[What you have to do] Using "TournamentFull" as the search string, find the matching lines below and copy them.

Stored items:
== Segment start ==
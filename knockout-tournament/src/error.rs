//! Tournament error types

use knockout_core::{BracketError, MatchId};

use crate::tournament::{TournamentId, TournamentStatus};

/// Errors returned by tournament operations
#[derive(Debug, Clone, PartialEq, Eq, thiserror::Error)]
pub enum TournamentError {
    #[error("tournament should have a title")]
    BadTitle,

    #[error("a tournament needs room for at least 2 players, got {0}")]
    BadMaxPlayers(usize),

    #[error("tournament {0} not found")]
    NotFound(TournamentId),

    #[error("tournament not in registration")]
    NotInRegistration,

    #[error("tournament already full")]
    TournamentFull,

    #[error("tournament is not ongoing")]
    NotOngoing,

    #[error("tournament is already {0}")]
    Closed(TournamentStatus),

    #[error("draws are not allowed")]
    DrawNotAllowed,

    #[error("result already submitted for match {0}")]
    AlreadyReported(MatchId),

    #[error("players of match {0} not set yet")]
    MatchNotReady(MatchId),

    #[error("results have been recorded, the bracket can no longer be reseeded")]
    ResultsRecorded,

    #[error(transparent)]
    Bracket(#[from] BracketError),
}

impl TournamentError {
    /// Stable machine-readable code
    pub fn code(&self) -> &'static str {
        match self {
            TournamentError::BadTitle => "BAD_TITLE",
            TournamentError::BadMaxPlayers(_) => "BAD_MAX_PLAYERS",
            TournamentError::NotFound(_) => "TOURNAMENT_NOT_FOUND",
            TournamentError::NotInRegistration => "NOT_IN_REGISTRATION",
            TournamentError::TournamentFull => "TOURNAMENT_FULL",
            TournamentError::NotOngoing => "NOT_ONGOING",
            TournamentError::Closed(_) => "TOURNAMENT_CLOSED",
            TournamentError::DrawNotAllowed => "DRAW_NOT_ALLOWED",
            TournamentError::AlreadyReported(_) => "ALREADY_REPORTED",
            TournamentError::MatchNotReady(_) => "MATCH_NOT_READY",
            TournamentError::ResultsRecorded => "RESULTS_RECORDED",
            TournamentError::Bracket(err) => match err {
                BracketError::InvalidRosterSize { .. } => "BAD_ROSTER",
                BracketError::DuplicatePlayer(_) => "BAD_ROSTER",
                BracketError::MatchNotFound(_) => "MATCH_NOT_FOUND",
                BracketError::InvalidWinner { .. } => "INVALID_WINNER",
                BracketError::NotReady { .. } => "MATCH_NOT_READY",
                BracketError::InvariantViolation(_) => "INVARIANT_VIOLATION",
            },
        }
    }
}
== Segment end ==
[Exercise response]
    TournamentFull,
            TournamentError::TournamentFull => "TOURNAMENT_FULL",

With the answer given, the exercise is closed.